Regenerative endodontics is a very exciting area of endodontic treatment today. First introduced as a protocol in 2004,[8] the concept of revascularizing a previously necrotic canal has become reality. The indication for this procedure is an immature permanent root that has become necrotic prior to completion of root formation. The protocol calls for access to the canal, debridement of the canal space by irrigation only and then placement of an antibiotic paste[9] for two weeks. The second treatment visit involves further irrigation of the canal space followed by instigation of bleeding from the periapical area into the canal. Once a blood clot has been achieved in the area of the cemento-enamel junction, an MTA plug is placed over the blood clot and the chamber is then sealed with restorative material. The regenerative capability is achieved by the presence of a stem-cell source from the apical papilla. Stem cells from the apical papilla[10] are able to migrate into the blood clot. The clot serves as a scaffold to support the stem-cell growth into vital tissue. This procedure is able to reprogram the root to continue formation until the root end is closed. The advantage of this procedure versus conventional apexification or apical closure procedures is the natural thickening of the dentinal walls, providing the tooth with greater support and fracture resistance. This treatment protocol is continuing to evolve, with a recent publication this year by Drs. Garcia-Godoy and Murray.[11]

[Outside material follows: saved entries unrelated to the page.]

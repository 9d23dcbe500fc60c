pub mod formation;
pub mod player;
pub mod position;
pub mod team;

pub use formation::{create_formation, create_player, Formation, FormationSlot};
pub use player::{Player, PlayerRef, PlayerRole, TeamSlot};
pub use position::Position;
pub use team::{Side, Team};
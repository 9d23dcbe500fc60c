//! English helpers for event narration.

/// Prefix `text` with "a" or "an".
pub fn with_article(text: &str) -> String {
    let starts_with_vowel = text
        .chars()
        .next()
        .map_or(false, |c| matches!(c.to_ascii_lowercase(), 'a' | 'e' | 'i' | 'o' | 'u'));
    if starts_with_vowel {
        format!("an {text}")
    } else {
        format!("a {text}")
    }
}

/// `A`, `A and B`, `A, B, and C`.
pub fn english_list<S: AsRef<str>>(items: &[S]) -> String {
    match items {
        [] => String::new(),
        [only] => only.as_ref().to_string(),
        [first, second] => format!("{} and {}", first.as_ref(), second.as_ref()),
        [head @ .., last] => {
            let head: Vec<&str> = head.iter().map(|s| s.as_ref()).collect();
            format!("{}, and {}", head.join(", "), last.as_ref())
        }
    }
}

/// `M:SS` with zero-padded seconds.
pub fn clock(seconds: u32) -> String {
    format!("{}:{:02}", seconds / 60, seconds % 60)
}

Rotary NiTi files are an engineering wonder that continue to evolve and impress. The latest buzz in file systems comes in the form of the concept of reciprocation. The method of canal instrumentation in a reciprocating motion is a decades-old technique that has been performed with stainless-steel hand files in back-and-forth 45-degree motions. The newer NiTi files that employ reciprocation (WaveOne, DENTSPLY Tulsa Dental; Reciproc, VDW) are driven in a specifically designed motor and handpiece to rotate the file in different directions during instrumentation. The system employs one file for the entire canal preparation. The reciprocating motion is thought to minimize the risk of file separation.

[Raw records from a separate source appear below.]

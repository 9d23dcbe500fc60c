use super::events::{render_events, EventType, MatchEvent, Scoreline};
use super::shootout::ShootoutSummary;
use crate::models::TeamSlot;
use serde::{Deserialize, Serialize};
use sha2::{Digest, Sha256};

/// Everything a finished match produced. `events` is the authoritative
/// output; the other fields are summaries of it.
#[derive(Debug, Clone, PartialEq, Serialize, Deserialize)]
pub struct MatchReport {
    /// Seed the match RNG was built from, when the engine created it.
    pub seed: Option<u64>,
    pub home_name: String,
    pub away_name: String,
    /// Score at the end of regulation, before any shootout kicks.
    pub regulation_score: Scoreline,
    pub final_score: Scoreline,
    pub winner: TeamSlot,
    pub winner_name: String,
    pub turns: u32,
    pub possession_home_secs: u32,
    pub possession_away_secs: u32,
    #[serde(skip_serializing_if = "Option::is_none")]
    pub shootout: Option<ShootoutSummary>,
    pub events: Vec<MatchEvent>,
}

impl MatchReport {
    /// The match log, one `M:SS - message` line per event.
    pub fn render(&self) -> String {
        render_events(&self.events)
    }

    pub fn lines(&self) -> Vec<String> {
        self.events.iter().map(ToString::to_string).collect()
    }

    /// SHA-256 of the rendered log. Equal seeds give equal digests.
    pub fn digest(&self) -> String {
        let mut hasher = Sha256::new();
        hasher.update(self.render().as_bytes());
        format!("{:x}", hasher.finalize())
    }

    pub fn count(&self, event_type: EventType) -> usize {
        self.events
            .iter()
            .filter(|e| e.event_type() == event_type)
            .count()
    }

    pub fn went_to_penalties(&self) -> bool {
        self.shootout.is_some()
    }
}
use super::{Player, Position};
use crate::engine::strategy::{DefensiveStrategy, OffensiveStrategy};
use rand::{Rng, RngCore};
use serde::{Deserialize, Serialize};

/// Attacking direction along the x axis.
#[derive(Debug, Clone, Copy, PartialEq, Eq, Hash, Serialize, Deserialize)]
#[serde(rename_all = "snake_case")]
pub enum Side {
    /// Attacks toward `x = -1`.
    Left,
    /// Attacks toward `x = 1`.
    Right,
}

impl Side {
    #[inline]
    pub fn sign(self) -> f32 {
        match self {
            Side::Left => -1.0,
            Side::Right => 1.0,
        }
    }

    pub fn flipped(self) -> Self {
        match self {
            Side::Left => Side::Right,
            Side::Right => Side::Left,
        }
    }

    /// Side from its attack direction sign (`-1` / `1`).
    pub fn from_sign(sign: i8) -> Option<Self> {
        match sign {
            -1 => Some(Side::Left),
            1 => Some(Side::Right),
            _ => None,
        }
    }
}

/// A named roster plus the two strategies it plays with.
///
/// Only the match engine changes `score`.
#[derive(Debug)]
pub struct Team {
    pub name: String,
    pub players: Vec<Player>,
    pub offense: Box<dyn OffensiveStrategy>,
    pub defense: Box<dyn DefensiveStrategy>,
    pub score: u32,
    pub side: Side,
}

impl Team {
    pub fn new(
        name: impl Into<String>,
        players: Vec<Player>,
        offense: Box<dyn OffensiveStrategy>,
        defense: Box<dyn DefensiveStrategy>,
        side: Side,
    ) -> Self {
        Self {
            name: name.into(),
            players,
            offense,
            defense,
            score: 0,
            side,
        }
    }

    pub fn change_offensive_strategy(&mut self, strategy: Box<dyn OffensiveStrategy>) {
        self.offense = strategy;
    }

    pub fn change_defensive_strategy(&mut self, strategy: Box<dyn DefensiveStrategy>) {
        self.defense = strategy;
    }

    /// Index of the first goalkeeper on the roster.
    pub fn goalkeeper(&self) -> Option<usize> {
        goalkeeper_in(&self.players)
    }

    /// A point on the goal line this team attacks.
    pub fn opposing_goal(&self, rng: &mut dyn RngCore) -> Position {
        goal_mouth(self.side, rng)
    }
}

pub(crate) fn goalkeeper_in(players: &[Player]) -> Option<usize> {
    players.iter().position(|p| p.role.is_goalkeeper())
}

/// Random point between the posts of the goal attacked by `side`.
pub(crate) fn goal_mouth(side: Side, rng: &mut dyn RngCore) -> Position {
    Position::new(side.sign(), rng.gen_range(-0.1..=0.1))
}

The concept of canal shaping using reciprocating motion differs from full-rotation rotary instruments. Rotation of the rotary NiTi files is done in full 360-degree revolutions. Currently available files have a variety of flute designs, cross-sectional shapes and features. The newest design for full-rotation NiTi files forms the cutting edges by twisting the metal, as opposed to the features being cut into the metal (Twisted Files, Axis SybronEndo). The advantage of twisting versus cutting the metal is maintaining the grain structure of the metal. This mode of manufacturing maximizes the inherent properties such as an increased resistance to cyclic fatigue compared with other files.[12] Hashem et al.[13] demonstrated that the performance of this file design maintained the original canal curvatures, allowed better centering ability within curved canals and minimized transportation and unnecessary dentine removal compared with other file systems currently on the market.

The main point of emphasis that highlights the clinical differences between the conventional full rotation and reciprocating motion is the removal of dentinal and pulpal debris during instrumentation. Whereas full rotary instruments channel the debris coronally and out of the canal, constant reciprocation within the canal with a single file can potentially pack debris apically. The apical extrusion of dentinal and pulpal debris can result in periapical irritation. This effect may be minimized by the more experienced clinician diligently adhering to the proper technique.

Sadly, in 2012, the field of endodontics lost a pioneer, innovator and teacher in Dr. Franklin S. Weine. He made significant contributions to endodontic literature and textbooks and served as a revered educator, clinician and mentor to many. I am fortunate to have personally known Weine in his later years. The logic of his thinking and brilliance of his mind were to be admired. As a lifelong Chicagoan, his memory will be honored by the dedication of a new surgical suite in his name at the University of Illinois at Chicago College of Dentistry.

A complete list of references is available from the publisher.